Sie hatten einen Plan B, aber keinen Plan C. Auf schlechtes Wetter waren die Organisatoren des Elektro-Festivals vorbereitet, das gestern und heute erstmals an zwei Tagen hätte stattfinden sollen und zu dem 3000 Besucher erwartet wurden. Für das Programm unter freiem Himmel auf der Festwiese gab es eine Ausweichvariante unter Dach. Aber auf statische Probleme waren die Veranstalter nicht gefasst. Zumal nichts darauf hindeutete.

Seit zweieinhalb Monaten waren Bruno dos Anjos und sein Geschäftspartner Marco Frey im Gespräch mit einem Gerüstbauer, der ihnen zwei zehn Meter hohe Zelte auf dem Werftareal der Schweizerischen Bodensee Schifffahrt (SBS) hinstellen sollte. Damit wollten die beiden auf der sicheren Seite sein für den Fall, dass es regnen sollte.

Der Entscheid schien sich auszuzahlen. Am letzten Dienstag kamen den beiden aber erste Zweifel, dass sie trotz angekündigter Kaltfront auf der Sonnenseite stehen. Denn als sie mit ihren 15 Helfern damit begannen, das Equipment an den Stangen zu installieren, war ihnen schnell klar, dass sie nie und nimmer zweieinhalb Tonnen Last auf­hängen können, wofür ihnen der Gerüstbauer die Zusage gegeben habe, sagt dos Anjos. Als sie ihn darauf angesprochen hätten, habe er alles schönreden wollen. Also hätten sie sich an einen Statiker gewandt. «Er brauchte nicht akribisch zu suchen, sondern konnte die Konstruktion nur noch als lebensgefährlich bezeichnen.»

Ein finanzielles Debakel

Frey und dos Anjos suchten vergeblich nach räumlichen Alternativen in der Umgebung und spielten kurz mit dem Gedanken, ­normale Festzelte als Ersatz aufzustellen. Diese Idee liessen sie aber schnell wieder fallen, weil die Sache damit finanziell vollends aus dem Ruder gelaufen wäre. «Es ist schon so ein Debakel», sagt dos Anjos. Sie hätten bereits hohe finanzielle Vorleistungen erbracht. «Zudem hätten wir so nicht das Programm zeigen können, das wir versprochen haben.» Also sagten sie den Anlass schliesslich kurzfristig schweren Herzens ab.
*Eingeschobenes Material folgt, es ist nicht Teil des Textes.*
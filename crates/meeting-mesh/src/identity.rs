//! Participant addressing and collision-safe address claims.
//!
//! A user may be in the meeting from several devices or tabs. The first
//! session registers as `userId`; later sessions register as `userId-2`,
//! `userId-3`, ... The resolver walks that sequence on "address in use" until
//! a registration succeeds or the attempt bound is reached.

use crate::errors::{MeshError, TransportError};
use crate::observability::metrics;
use crate::transport::{Registration, SignalingTransport};

use common::types::UserId;
use serde::{Deserialize, Serialize};
use std::fmt;
use tracing::{debug, info, instrument, warn};

/// Default bound on claim attempts (`id`, `id-2` .. `id-5`).
pub const DEFAULT_MAX_CLAIM_ATTEMPTS: u32 = 5;

/// Network address of one session in the signaling namespace.
#[derive(Debug, Clone, PartialEq, Eq, Hash, PartialOrd, Ord, Serialize, Deserialize)]
#[serde(transparent)]
pub struct PeerAddress(String);

impl PeerAddress {
    #[must_use]
    pub fn new(value: impl Into<String>) -> Self {
        Self(value.into())
    }

    /// Address of the `session`-th session of `user_id` (1-based).
    #[must_use]
    pub fn for_session(user_id: &UserId, session: u32) -> Self {
        if session <= 1 {
            Self(user_id.as_str().to_string())
        } else {
            Self(format!("{user_id}-{session}"))
        }
    }

    #[must_use]
    pub fn as_str(&self) -> &str {
        &self.0
    }

    /// Session number of this address if it belongs to `user_id`.
    ///
    /// `42` is session 1 of `42`, `42-3` is session 3. `421` and `42-x`
    /// do not belong to `42`.
    #[must_use]
    pub fn session_of(&self, user_id: &UserId) -> Option<u32> {
        let rest = self.0.strip_prefix(user_id.as_str())?;
        if rest.is_empty() {
            return Some(1);
        }
        let suffix: u32 = rest.strip_prefix('-')?.parse().ok()?;
        (suffix >= 2).then_some(suffix)
    }

    /// Whether this address is one of `user_id`'s sessions.
    #[must_use]
    pub fn belongs_to(&self, user_id: &UserId) -> bool {
        self.session_of(user_id).is_some()
    }
}

impl fmt::Display for PeerAddress {
    fn fmt(&self, f: &mut fmt::Formatter<'_>) -> fmt::Result {
        f.write_str(&self.0)
    }
}

impl From<&str> for PeerAddress {
    fn from(value: &str) -> Self {
        Self(value.to_string())
    }
}

/// Identity of the local session.
#[derive(Debug, Clone, PartialEq, Eq, Serialize, Deserialize)]
pub struct ParticipantIdentity {
    pub user_id: UserId,
    /// 1 for the first session, N for `userId-N`.
    pub session_suffix: u32,
}

impl ParticipantIdentity {
    #[must_use]
    pub fn address(&self) -> PeerAddress {
        PeerAddress::for_session(&self.user_id, self.session_suffix)
    }
}

/// Claims a free address for the local user.
///
/// Holds no state between claims; every join asks for a fresh claim.
#[derive(Debug, Clone, Copy)]
pub struct IdentityResolver {
    max_attempts: u32,
}

impl IdentityResolver {
    /// `max_attempts` is clamped to at least 1.
    #[must_use]
    pub fn new(max_attempts: u32) -> Self {
        Self {
            max_attempts: max_attempts.max(1),
        }
    }

    #[must_use]
    pub fn max_attempts(&self) -> u32 {
        self.max_attempts
    }

    /// Register the first free address among `base`, `base-2`, ...
    ///
    /// # Errors
    ///
    /// - `MeshError::AddressCollisionExhausted` when every variant is taken.
    /// - `MeshError::TransportInit` on any other registration failure.
    #[instrument(skip_all, name = "mesh.identity.claim", fields(base = %base))]
    pub async fn claim(
        &self,
        transport: &dyn SignalingTransport,
        base: &UserId,
    ) -> Result<(ParticipantIdentity, Registration), MeshError> {
        for session_suffix in 1..=self.max_attempts {
            let identity = ParticipantIdentity {
                user_id: base.clone(),
                session_suffix,
            };
            let address = identity.address();

            match transport.register(&address).await {
                Ok(registration) => {
                    metrics::record_identity_claim("claimed");
                    info!(
                        target: "mesh.identity",
                        address = %address,
                        attempt = session_suffix,
                        "Address claimed"
                    );
                    return Ok((identity, registration));
                }
                Err(TransportError::AddressInUse) => {
                    metrics::record_identity_claim("collision");
                    debug!(
                        target: "mesh.identity",
                        address = %address,
                        attempt = session_suffix,
                        "Address in use, trying next variant"
                    );
                }
                Err(e) => {
                    metrics::record_identity_claim("error");
                    warn!(
                        target: "mesh.identity",
                        address = %address,
                        error = %e,
                        "Address registration failed"
                    );
                    return Err(MeshError::TransportInit(e.to_string()));
                }
            }
        }

        metrics::record_identity_claim("exhausted");
        warn!(
            target: "mesh.identity",
            attempts = self.max_attempts,
            "All address variants in use"
        );
        Err(MeshError::AddressCollisionExhausted {
            base: base.to_string(),
            attempts: self.max_attempts,
        })
    }
}

impl Default for IdentityResolver {
    fn default() -> Self {
        Self::new(DEFAULT_MAX_CLAIM_ATTEMPTS)
    }
}

#[cfg(test)]
#[allow(clippy::unwrap_used, clippy::expect_used)]
mod tests {
    use super::*;
    use crate::transport::LoopbackDirectory;

    #[test]
    fn test_address_for_session() {
        let user = UserId::new("42");
        assert_eq!(PeerAddress::for_session(&user, 1).as_str(), "42");
        assert_eq!(PeerAddress::for_session(&user, 3).as_str(), "42-3");
    }

    #[test]
    fn test_session_of() {
        let user = UserId::new("42");
        assert_eq!(PeerAddress::from("42").session_of(&user), Some(1));
        assert_eq!(PeerAddress::from("42-2").session_of(&user), Some(2));
        assert_eq!(PeerAddress::from("421").session_of(&user), None);
        assert_eq!(PeerAddress::from("42-x").session_of(&user), None);
        assert_eq!(PeerAddress::from("42-1").session_of(&user), None);
        assert_eq!(PeerAddress::from("4").session_of(&user), None);
    }

    #[test]
    fn test_identity_address() {
        let identity = ParticipantIdentity {
            user_id: UserId::new("alice"),
            session_suffix: 2,
        };
        assert_eq!(identity.address().as_str(), "alice-2");
        assert!(identity.address().belongs_to(&UserId::new("alice")));
    }

    #[tokio::test]
    async fn test_claim_first_free_variant() {
        let directory = LoopbackDirectory::new();
        let user = UserId::new("42");
        let _first = directory.register(&PeerAddress::from("42")).await.unwrap();

        let (identity, registration) = IdentityResolver::default()
            .claim(&directory, &user)
            .await
            .unwrap();

        assert_eq!(identity.session_suffix, 2);
        assert_eq!(registration.session.local_address().as_str(), "42-2");
    }

    #[tokio::test]
    async fn test_claim_exhausted() {
        let directory = LoopbackDirectory::new();
        let user = UserId::new("bob");
        let mut held = Vec::new();
        for n in 1..=2 {
            held.push(
                directory
                    .register(&PeerAddress::for_session(&user, n))
                    .await
                    .unwrap(),
            );
        }

        let err = IdentityResolver::new(2)
            .claim(&directory, &user)
            .await
            .unwrap_err();

        assert!(matches!(
            err,
            MeshError::AddressCollisionExhausted { attempts: 2, .. }
        ));
    }

    #[tokio::test]
    async fn test_claim_is_not_cached() {
        let directory = LoopbackDirectory::new();
        let user = UserId::new("carol");
        let resolver = IdentityResolver::default();

        let (first, registration) = resolver.claim(&directory, &user).await.unwrap();
        assert_eq!(first.session_suffix, 1);

        // Releasing the address makes the base id claimable again
        registration.session.unregister().await;
        let (again, _registration) = resolver.claim(&directory, &user).await.unwrap();
        assert_eq!(again.session_suffix, 1);
    }

    #[test]
    fn test_zero_attempts_clamped() {
        assert_eq!(IdentityResolver::new(0).max_attempts(), 1);
    }
}
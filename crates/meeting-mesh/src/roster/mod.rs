//! Team roster: provider capability, address ownership and the projector.
//!
//! The roster is fetched once per join and is static for the meeting.
//! Connected sessions are matched to roster entries by address: `42`, `42-2`
//! and `42-3` all belong to user `42`.

pub mod http;
pub mod projector;

pub use http::HttpRosterProvider;
pub use projector::{ActiveParticipantView, RosterProjector};

use crate::errors::RosterError;
use crate::identity::PeerAddress;

use async_trait::async_trait;
use common::types::{RosterEntry, TeamId};

/// Source of team membership.
#[async_trait]
pub trait RosterProvider: Send + Sync {
    /// Fetch every member of `team_id`.
    async fn get_members(&self, team_id: &TeamId) -> Result<Vec<RosterEntry>, RosterError>;
}

/// Fixed roster, for the simulator and tests.
#[derive(Debug, Clone, Default)]
pub struct StaticRoster {
    entries: Vec<RosterEntry>,
}

impl StaticRoster {
    #[must_use]
    pub fn new(entries: Vec<RosterEntry>) -> Self {
        Self { entries }
    }
}

#[async_trait]
impl RosterProvider for StaticRoster {
    async fn get_members(&self, _team_id: &TeamId) -> Result<Vec<RosterEntry>, RosterError> {
        Ok(self.entries.clone())
    }
}

/// Roster entry that owns `address`.
///
/// An exact id match wins, so `a-2` goes to user `a-2` rather than to the
/// second session of `a`. Otherwise the address belongs to at most one
/// user id.
#[must_use]
pub fn owner_of<'a>(address: &PeerAddress, roster: &'a [RosterEntry]) -> Option<&'a RosterEntry> {
    roster
        .iter()
        .find(|entry| entry.user_id.as_str() == address.as_str())
        .or_else(|| {
            roster
                .iter()
                .find(|entry| address.belongs_to(&entry.user_id))
        })
}

#[cfg(test)]
#[allow(clippy::unwrap_used, clippy::expect_used)]
mod tests {
    use super::*;

    fn roster() -> Vec<RosterEntry> {
        vec![
            RosterEntry::member("a", "Ann"),
            RosterEntry::member("a-2", "Second Ann"),
            RosterEntry::member("ab", "Abe"),
        ]
    }

    #[test]
    fn test_owner_exact_match_wins() {
        let roster = roster();
        let owner = owner_of(&PeerAddress::from("a-2"), &roster).unwrap();
        assert_eq!(owner.display_name, "Second Ann");
    }

    #[test]
    fn test_owner_by_session_suffix() {
        let roster = roster();
        assert_eq!(
            owner_of(&PeerAddress::from("a-3"), &roster).unwrap().display_name,
            "Ann"
        );
        assert_eq!(
            owner_of(&PeerAddress::from("ab-2"), &roster).unwrap().display_name,
            "Abe"
        );
        assert!(owner_of(&PeerAddress::from("abc"), &roster).is_none());
    }

    #[tokio::test]
    async fn test_static_roster() {
        let provider = StaticRoster::new(roster());
        let members = provider.get_members(&TeamId::new("7")).await.unwrap();
        assert_eq!(members.len(), 3);
    }
}
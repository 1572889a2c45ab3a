//! REST roster provider.
//!
//! Fetches `GET {base}/api/v1/teams/{team_id}` and maps the team payload to
//! roster entries. The team's `leader_id` marks the leader; members are
//! identified by the first present of `student_id`, `user_id` or `id`.

use super::RosterProvider;
use crate::errors::RosterError;

use async_trait::async_trait;
use common::secret::{ExposeSecret, SecretString};
use common::types::{Role, RosterEntry, TeamId, UserId};
use reqwest::Client;
use serde::Deserialize;
use std::collections::HashSet;
use std::fmt;
use std::time::Duration;
use tracing::{debug, error, instrument, warn};

/// Default request timeout.
pub const DEFAULT_ROSTER_HTTP_TIMEOUT: Duration = Duration::from_millis(10_000);

const API_PREFIX: &str = "/api/v1";

/// Id that may be sent as a JSON string (UUID) or number.
#[derive(Debug, Clone, Deserialize)]
#[serde(untagged)]
enum RawId {
    Text(String),
    Number(i64),
}

impl RawId {
    fn into_user_id(self) -> Option<UserId> {
        match self {
            RawId::Text(text) if text.trim().is_empty() => None,
            RawId::Text(text) => Some(UserId::new(text.trim())),
            RawId::Number(number) => Some(UserId::new(number.to_string())),
        }
    }
}

#[derive(Debug, Deserialize)]
struct TeamPayload {
    leader_id: Option<RawId>,
    #[serde(default)]
    members: Vec<MemberPayload>,
}

#[derive(Debug, Deserialize)]
struct MemberPayload {
    student_id: Option<RawId>,
    user_id: Option<RawId>,
    id: Option<RawId>,
    full_name: Option<String>,
    name: Option<String>,
    email: Option<String>,
    avatar_url: Option<String>,
    role: Option<String>,
}

/// Map a team payload to roster entries, dropping members without an id.
fn entries_from_payload(payload: TeamPayload) -> Vec<RosterEntry> {
    let leader = payload.leader_id.and_then(RawId::into_user_id);
    let mut seen = HashSet::new();
    let mut entries = Vec::with_capacity(payload.members.len());

    for member in payload.members {
        let Some(user_id) = member
            .student_id
            .or(member.user_id)
            .or(member.id)
            .and_then(RawId::into_user_id)
        else {
            warn!(target: "mesh.roster", "Dropping roster member without an id");
            continue;
        };

        if !seen.insert(user_id.clone()) {
            debug!(target: "mesh.roster", user_id = %user_id, "Duplicate roster member ignored");
            continue;
        }

        let display_name = member
            .full_name
            .or(member.name)
            .or(member.email)
            .filter(|name| !name.trim().is_empty())
            .unwrap_or_else(|| user_id.to_string());

        let role = if leader.as_ref() == Some(&user_id) {
            Role::Leader
        } else {
            Role::Member(member.role)
        };

        entries.push(RosterEntry {
            user_id,
            display_name,
            avatar_url: member.avatar_url,
            role,
        });
    }

    entries
}

/// Normalize a base URL so it ends with exactly one `/api/v1`.
fn normalize_base_url(raw: &str) -> String {
    let trimmed = raw.trim().trim_end_matches('/');
    if trimmed.ends_with(API_PREFIX) {
        trimmed.to_string()
    } else {
        format!("{trimmed}{API_PREFIX}")
    }
}

/// HTTP client for the team membership API.
pub struct HttpRosterProvider {
    client: Client,
    base_url: String,
    token: Option<SecretString>,
}

impl HttpRosterProvider {
    /// Create a provider for `base_url` (with or without the `/api/v1`
    /// suffix).
    ///
    /// # Errors
    ///
    /// Returns `RosterError::Http` if the HTTP client cannot be built.
    pub fn new(
        base_url: &str,
        token: Option<SecretString>,
        timeout: Duration,
    ) -> Result<Self, RosterError> {
        let client = Client::builder()
            .timeout(timeout)
            .connect_timeout(timeout.min(Duration::from_secs(5)))
            .build()
            .map_err(|e| {
                error!(target: "mesh.roster", error = %e, "Failed to build HTTP client");
                RosterError::Http(e.to_string())
            })?;

        Ok(Self {
            client,
            base_url: normalize_base_url(base_url),
            token,
        })
    }

    #[must_use]
    pub fn base_url(&self) -> &str {
        &self.base_url
    }
}

impl fmt::Debug for HttpRosterProvider {
    fn fmt(&self, f: &mut fmt::Formatter<'_>) -> fmt::Result {
        f.debug_struct("HttpRosterProvider")
            .field("base_url", &self.base_url)
            .field("token", &self.token.as_ref().map(|_| "[REDACTED]"))
            .finish_non_exhaustive()
    }
}

#[async_trait]
impl RosterProvider for HttpRosterProvider {
    #[instrument(skip_all, name = "mesh.roster.fetch", fields(team_id = %team_id))]
    async fn get_members(&self, team_id: &TeamId) -> Result<Vec<RosterEntry>, RosterError> {
        let url = format!("{}/teams/{}", self.base_url, team_id);

        let mut request = self.client.get(&url);
        if let Some(token) = &self.token {
            request = request.bearer_auth(token.expose_secret());
        }

        let response = request.send().await.map_err(|e| {
            warn!(target: "mesh.roster", error = %e, "Roster request failed");
            RosterError::Http(e.to_string())
        })?;

        let status = response.status();
        if !status.is_success() {
            warn!(target: "mesh.roster", status = %status, "Roster API returned error status");
            return Err(RosterError::Status(status.as_u16()));
        }

        let payload: TeamPayload = response.json().await.map_err(|e| {
            error!(target: "mesh.roster", error = %e, "Failed to parse roster response");
            RosterError::InvalidResponse(e.to_string())
        })?;

        let entries = entries_from_payload(payload);
        debug!(target: "mesh.roster", members = entries.len(), "Roster fetched");
        Ok(entries)
    }
}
Das Vertrauen der Besucher zu verspielen, war ihnen ein viel zu hoher Preis. «Wir wollen weitermachen», sagt dos Anjos. Das dritte Mal «Takt am See» vor einem Jahr soll nicht das letzte Mal gewesen sein. Das Festival soll weiterwachsen und Ableger bekommen in Zürich und irgendwo in den Bergen. Bei den Agenturen, Partnern und ihrem Publikum hätten sie weiter Kredit, sagt dos Anjos. Die meisten hätten sehr viel Verständnis gezeigt für den Entscheid, unter den gegebenen Umständen die Reissleine zu ziehen.